Search code examples
pythonhadoop-streaminggoogle-cloud-dataproc

Where are application errors logs?


In anticipation of having to debug our Python code by looking for the the error messages in the log files, I have created a Hadoop Streaming job that throws an exception but I can't locate the error message (or the stack trace).

Similar questions hadoop streaming: where are application logs? and hadoop streaming: how to see application logs? use Python's logging module which is not desirable here because Python already logs the error so we shouldn't have to.

Here is the mapper code; we use Hadoop's built-in reducer aggregate.

#!/usr/bin/python
import sys, re
import random

def main(argv):
  line = sys.stdin.readline()
  pattern = re.compile("[a-zA-Z][a-zA-Z0-9]*")
  try:
    while line:
      for word in pattern.findall(line):
        print "LongValueSum:" + word.lower() + "\t" + "1"
        x = 1 / random.randint(0,99)
      line = sys.stdin.readline()
  except "end of file":
    return None
if __name__ == "__main__":
  main(sys.argv)

The x = 1 / random.randint(0,99) line is supposed to create a ZeroDivisionError and indeed the job fails but grepping the log files doesn't show the error. Is there a special flag we need to be setting someplace?

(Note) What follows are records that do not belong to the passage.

//! High-level entry point for maximizing a user-provided `LogLikelihood`.
//!
//! The primary path runs L-BFGS with the configured line search through an
//! `ArgMinAdapter` (which *minimizes* `-ℓ(θ)`). When that run fails and
//! `opts.nelder_mead_fallback` is set, the same problem is restarted with
//! Nelder–Mead through a `SimplexAdapter`, from the best point L-BFGS
//! evaluated before failing.
use crate::optimization::{
    errors::OptResult,
    loglik_optimizer::{
        OptimOutcome, Theta,
        adapter::{ArgMinAdapter, BestIterate, SimplexAdapter},
        builders::{build_nelder_mead, build_optimizer_hager_zhang, build_optimizer_more_thuente},
        run::{run_lbfgs, run_nelder_mead},
        traits::{LineSearcher, LogLikelihood, MLEOptions},
        validation::validate_theta0,
    },
};

/// Maximize a log-likelihood `ℓ(θ)`.
///
/// # Behavior
/// - Validates `θ₀` (non-empty, finite) and calls `f.check(θ₀, data)`.
/// - Runs L-BFGS with **More–Thuente** or **Hager–Zhang** line search as
///   selected by `opts.line_searcher`.
/// - If L-BFGS returns an error and `opts.nelder_mead_fallback` is `true`,
///   logs a warning and reruns with Nelder–Mead from the lowest-cost point
///   L-BFGS evaluated (`θ₀` if none was finite). The fallback error, if any,
///   is the one returned.
/// - Hitting `max_iter` is not an error: the outcome carries
///   `converged == false` and the best iterate.
///
/// # Parameters
/// - `f`: the objective implementing [`LogLikelihood`].
/// - `theta0`: initial parameter vector.
/// - `data`: payload passed through to `value`/`grad`.
/// - `opts`: optimizer options.
///
/// # Errors
/// - `OptError::EmptyTheta` / `OptError::InvalidThetaInput` for a bad `θ₀`.
/// - Any error from `f.check`.
/// - Builder errors and runtime errors of the last solver attempted.
///
/// # Example
/// ```no_run
/// use ndarray::array;
/// use rust_btyd::optimization::errors::OptResult;
/// use rust_btyd::optimization::loglik_optimizer::{maximize, LogLikelihood, MLEOptions, Theta};
///
/// struct Concave;
/// impl LogLikelihood for Concave {
///     type Data = ();
///     fn value(&self, theta: &Theta, _: &()) -> OptResult<f64> {
///         Ok(-theta.dot(theta))
///     }
///     fn check(&self, _: &Theta, _: &()) -> OptResult<()> {
///         Ok(())
///     }
/// }
///
/// let out = maximize(&Concave, array![0.1, -0.2, 0.3], &(), &MLEOptions::default())?;
/// println!("θ̂ = {:?}", out.theta_hat);
/// # Ok::<(), rust_btyd::optimization::errors::OptError>(())
/// ```
pub fn maximize<F: LogLikelihood>(
    f: &F, theta0: Theta, data: &F::Data, opts: &MLEOptions,
) -> OptResult<OptimOutcome> {
    validate_theta0(&theta0)?;
    f.check(&theta0, data)?;
    let best = BestIterate::new();
    match maximize_lbfgs(f, theta0.clone(), data, opts, &best) {
        Ok(outcome) => Ok(outcome),
        Err(err) if opts.nelder_mead_fallback => {
            let start = fallback_start(&best, theta0);
            log::warn!("L-BFGS failed ({err}); retrying with Nelder-Mead from its best iterate");
            let solver = build_nelder_mead(&start, opts)?;
            run_nelder_mead(opts, SimplexAdapter::new(f, data), solver)
        }
        Err(err) => Err(err),
    }
}

// ---- Helper methods ----

fn maximize_lbfgs<F: LogLikelihood>(
    f: &F, theta0: Theta, data: &F::Data, opts: &MLEOptions, best: &BestIterate,
) -> OptResult<OptimOutcome> {
    let problem = ArgMinAdapter::tracked(f, data, best);
    match opts.line_searcher {
        LineSearcher::MoreThuente => {
            let solver = build_optimizer_more_thuente(opts)?;
            run_lbfgs(theta0, opts, problem, solver)
        }
        LineSearcher::HagerZhang => {
            let solver = build_optimizer_hager_zhang(opts)?;
            run_lbfgs(theta0, opts, problem, solver)
        }
    }
}

fn fallback_start(best: &BestIterate, theta0: Theta) -> Theta {
    best.theta().unwrap_or(theta0)
}

#[cfg(test)]
mod tests {
    use super::*;
    use crate::optimization::{
        errors::{OptError, OptResult},
        loglik_optimizer::traits::Tolerances,
    };
    use ndarray::array;
    use std::cell::Cell;

    // -------------------------------------------------------------------------
    // Scope
    // -----
    // - End-to-end maximization of smooth concave objectives with both line
    //   searches.
    // - The Nelder–Mead fallback when L-BFGS cannot evaluate its first step.
    // - The fallback start when L-BFGS fails after making progress.
    // - Rejection of invalid starting points.
    // -------------------------------------------------------------------------

    /// ℓ(θ) = -(θ₀ - 1)² - 2(θ₁ + 0.5)², maximized at (1, -0.5).
    struct Paraboloid;

    impl LogLikelihood for Paraboloid {
        type Data = ();
        fn value(&self, theta: &Theta, _: &()) -> OptResult<f64> {
            Ok(-(theta[0] - 1.0).powi(2) - 2.0 * (theta[1] + 0.5).powi(2))
        }
        fn check(&self, _: &Theta, _: &()) -> OptResult<()> {
            Ok(())
        }
    }

    /// Paraboloid whose analytic gradient always fails with a non-recoverable
    /// error, forcing the L-BFGS path to abort.
    struct BrokenGradient;

    impl LogLikelihood for BrokenGradient {
        type Data = ();
        fn value(&self, theta: &Theta, _: &()) -> OptResult<f64> {
            Paraboloid.value(theta, &())
        }
        fn check(&self, _: &Theta, _: &()) -> OptResult<()> {
            Ok(())
        }
        fn grad(&self, _: &Theta, _: &()) -> OptResult<ndarray::Array1<f64>> {
            Err(OptError::UnknownError)
        }
    }

    /// ℓ(θ) = -¼‖θ - (1, -0.5)‖² whose analytic gradient fails from the
    /// third call on, after L-BFGS has completed one line search.
    struct FlakyGradient {
        calls: Cell<usize>,
    }

    impl LogLikelihood for FlakyGradient {
        type Data = ();
        fn value(&self, theta: &Theta, _: &()) -> OptResult<f64> {
            Ok(-0.25 * ((theta[0] - 1.0).powi(2) + (theta[1] + 0.5).powi(2)))
        }
        fn check(&self, _: &Theta, _: &()) -> OptResult<()> {
            Ok(())
        }
        fn grad(&self, theta: &Theta, _: &()) -> OptResult<ndarray::Array1<f64>> {
            let calls = self.calls.get() + 1;
            self.calls.set(calls);
            if calls > 2 {
                return Err(OptError::UnknownError);
            }
            Ok(array![-0.5 * (theta[0] - 1.0), -0.5 * (theta[1] + 0.5)])
        }
    }

    #[test]
    // Purpose
    // -------
    // L-BFGS finds the maximizer of a smooth concave objective with either
    // line search.
    //
    // Given
    // -----
    // - `Paraboloid` from θ₀ = (0, 0).
    //
    // Expect
    // ------
    // - θ̂ ≈ (1, -0.5), ℓ(θ̂) ≈ 0, `solver == "L-BFGS"`.
    fn maximize_recovers_paraboloid_peak_with_both_line_searches() {
        for line_searcher in [LineSearcher::MoreThuente, LineSearcher::HagerZhang] {
            // Arrange
            let tols = Tolerances::new(Some(1e-8), Some(1e-14), Some(200)).expect("valid tols");
            let opts = MLEOptions::new(tols, line_searcher, None).expect("valid options");

            // Act
            let out = maximize(&Paraboloid, array![0.0, 0.0], &(), &opts).expect("converges");

            // Assert
            assert_eq!(out.solver, "L-BFGS");
            assert!((out.theta_hat[0] - 1.0).abs() < 1e-4);
            assert!((out.theta_hat[1] + 0.5).abs() < 1e-4);
            assert!(out.value.abs() < 1e-7);
        }
    }

    #[test]
    // Purpose
    // -------
    // A failing L-BFGS run is rescued by Nelder–Mead when the fallback is on,
    // and surfaces the error when it is off.
    //
    // Given
    // -----
    // - `BrokenGradient` from θ₀ = (0, 0).
    //
    // Expect
    // ------
    // - Fallback on: `solver == "Nelder-Mead"` and θ̂ near (1, -0.5).
    // - Fallback off: `Err(OptError::UnknownError)`.
    fn maximize_falls_back_to_nelder_mead_on_lbfgs_failure() {
        // Arrange
        let tols = Tolerances::new(None, Some(1e-12), Some(2000)).expect("valid tols");
        let with_fallback =
            MLEOptions::new(tols, LineSearcher::MoreThuente, None).expect("valid options");
        let without_fallback = with_fallback.clone().with_fallback(false, 0.25).expect("valid");

        // Act
        let rescued = maximize(&BrokenGradient, array![0.0, 0.0], &(), &with_fallback)
            .expect("Nelder-Mead should succeed");
        let failed = maximize(&BrokenGradient, array![0.0, 0.0], &(), &without_fallback);

        // Assert
        assert_eq!(rescued.solver, "Nelder-Mead");
        assert!((rescued.theta_hat[0] - 1.0).abs() < 1e-3);
        assert!((rescued.theta_hat[1] + 0.5).abs() < 1e-3);
        assert_eq!(failed, Err(OptError::UnknownError));
    }

    #[test]
    // Purpose
    // -------
    // Invalid starting points are rejected before any solver runs.
    //
    // Given
    // -----
    // - An empty θ₀ and a θ₀ containing NaN.
    //
    // Expect
    // ------
    // - `EmptyTheta` and `InvalidThetaInput`.
    fn maximize_rejects_invalid_theta0() {
        let opts = MLEOptions::default();
        assert_eq!(
            maximize(&Paraboloid, Theta::zeros(0), &(), &opts),
            Err(OptError::EmptyTheta)
        );
        assert!(matches!(
            maximize(&Paraboloid, array![f64::NAN, 0.0], &(), &opts),
            Err(OptError::InvalidThetaInput { index: 0, .. })
        ));
    }

    #[test]
    // Purpose
    // -------
    // Progress made by L-BFGS before a failure is kept: the tracker ends
    // below the starting cost and the fallback starts there.
    //
    // Given
    // -----
    // - `FlakyGradient` from θ₀ = (0, 0), where the cost is 0.3125.
    // - An empty tracker.
    //
    // Expect
    // ------
    // - The tracked cost is below 0.3125 and `fallback_start` returns the
    //   tracked point; with nothing tracked it returns θ₀.
    // - `maximize` with the fallback still reaches (1, -0.5).
    fn fallback_starts_from_best_lbfgs_iterate() {
        // Arrange
        let tols = Tolerances::new(None, Some(1e-12), Some(2000)).expect("valid tols");
        let opts = MLEOptions::new(tols, LineSearcher::MoreThuente, None).expect("valid options");
        let flaky = FlakyGradient { calls: Cell::new(0) };
        let best = BestIterate::new();
        let theta0 = array![0.0, 0.0];

        // Act
        let _ = maximize_lbfgs(&flaky, theta0.clone(), &(), &opts, &best);
        let start = fallback_start(&best, theta0.clone());
        let untouched = fallback_start(&BestIterate::new(), theta0.clone());
        let rescued = maximize(&FlakyGradient { calls: Cell::new(0) }, theta0.clone(), &(), &opts)
            .expect("fallback succeeds");

        // Assert
        let best_cost = best.cost().expect("finite cost recorded");
        assert!(best_cost < 0.3125, "best cost {best_cost}");
        assert_eq!(Some(start), best.theta());
        assert_eq!(untouched, theta0);
        assert!((rescued.theta_hat[0] - 1.0).abs() < 1e-3);
        assert!((rescued.theta_hat[1] + 0.5).abs() < 1e-3);
    }
}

We have gone through the Google Dataproc documentation as well as the Hadoop Streaming documentation.


Solution

  • When you run a Cloud Dataproc job, job driver output is streamed to the GCP Console, displayed in the command terminal window (for jobs submitted from the command line), and stored in Cloud Storage, see accessing job driver output. You can also find the log in StackDriver with name dataproc.job.driver.

    You can also enable YARN container logs when creating the cluster and view them in StackDriver, see instructions.

    In addition to that, yarn-userlogs in StackDriver might also be useful.